• [What to work on]: Among the entries below, take the line with "records.insert(id.0, invoice.clone());" and the line with "Rendering is split", and output them and every line between them exactly, with nothing else.

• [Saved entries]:
[Start of section]

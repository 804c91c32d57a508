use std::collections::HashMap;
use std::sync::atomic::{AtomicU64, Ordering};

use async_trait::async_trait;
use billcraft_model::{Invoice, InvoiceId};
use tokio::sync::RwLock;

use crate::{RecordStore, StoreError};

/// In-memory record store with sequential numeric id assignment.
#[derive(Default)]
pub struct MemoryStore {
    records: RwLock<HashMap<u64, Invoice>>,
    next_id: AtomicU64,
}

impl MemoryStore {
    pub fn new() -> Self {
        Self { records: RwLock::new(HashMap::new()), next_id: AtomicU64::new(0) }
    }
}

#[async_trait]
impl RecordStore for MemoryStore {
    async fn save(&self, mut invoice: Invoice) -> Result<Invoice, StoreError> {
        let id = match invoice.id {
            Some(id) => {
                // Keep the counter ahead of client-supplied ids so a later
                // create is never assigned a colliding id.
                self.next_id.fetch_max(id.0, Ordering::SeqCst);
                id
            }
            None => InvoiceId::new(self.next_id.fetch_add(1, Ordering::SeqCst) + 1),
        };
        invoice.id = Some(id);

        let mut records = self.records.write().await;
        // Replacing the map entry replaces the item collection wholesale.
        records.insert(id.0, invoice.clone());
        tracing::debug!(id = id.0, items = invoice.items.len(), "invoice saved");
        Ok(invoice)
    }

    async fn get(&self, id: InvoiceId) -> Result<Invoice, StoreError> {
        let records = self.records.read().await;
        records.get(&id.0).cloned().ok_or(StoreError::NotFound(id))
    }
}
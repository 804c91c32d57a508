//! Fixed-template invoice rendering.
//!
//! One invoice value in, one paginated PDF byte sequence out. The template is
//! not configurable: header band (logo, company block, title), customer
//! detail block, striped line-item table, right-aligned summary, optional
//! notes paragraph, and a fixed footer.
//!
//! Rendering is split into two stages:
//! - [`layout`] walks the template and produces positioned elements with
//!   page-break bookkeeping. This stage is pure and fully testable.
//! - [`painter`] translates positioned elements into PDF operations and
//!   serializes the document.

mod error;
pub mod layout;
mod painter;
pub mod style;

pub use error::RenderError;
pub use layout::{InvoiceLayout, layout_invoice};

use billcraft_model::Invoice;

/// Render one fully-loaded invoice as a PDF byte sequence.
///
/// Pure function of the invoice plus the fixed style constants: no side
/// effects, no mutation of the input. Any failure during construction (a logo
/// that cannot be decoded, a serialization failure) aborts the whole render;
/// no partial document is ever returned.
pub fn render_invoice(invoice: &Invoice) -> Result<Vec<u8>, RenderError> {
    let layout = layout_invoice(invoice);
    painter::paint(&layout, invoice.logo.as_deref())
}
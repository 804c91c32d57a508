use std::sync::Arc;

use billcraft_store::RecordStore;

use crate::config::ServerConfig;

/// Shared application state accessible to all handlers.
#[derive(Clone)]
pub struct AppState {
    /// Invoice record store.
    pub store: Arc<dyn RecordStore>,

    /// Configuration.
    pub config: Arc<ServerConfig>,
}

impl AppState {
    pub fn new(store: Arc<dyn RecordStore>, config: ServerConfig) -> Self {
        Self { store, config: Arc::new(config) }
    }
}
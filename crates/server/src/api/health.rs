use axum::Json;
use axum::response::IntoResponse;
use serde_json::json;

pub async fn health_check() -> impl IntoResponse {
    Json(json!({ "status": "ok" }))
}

[End of section]

• [Response area]:
        records.insert(id.0, invoice.clone());
        tracing::debug!(id = id.0, items = invoice.items.len(), "invoice saved");
        Ok(invoice)
    }

    async fn get(&self, id: InvoiceId) -> Result<Invoice, StoreError> {
        let records = self.records.read().await;
        records.get(&id.0).cloned().ok_or(StoreError::NotFound(id))
    }
}
repository 804c91c32d57a508
//! Fixed-template invoice rendering.
//!
//! One invoice value in, one paginated PDF byte sequence out. The template is
//! not configurable: header band (logo, company block, title), customer
//! detail block, striped line-item table, right-aligned summary, optional
//! notes paragraph, and a fixed footer.
//!
//! Rendering is split into two stages:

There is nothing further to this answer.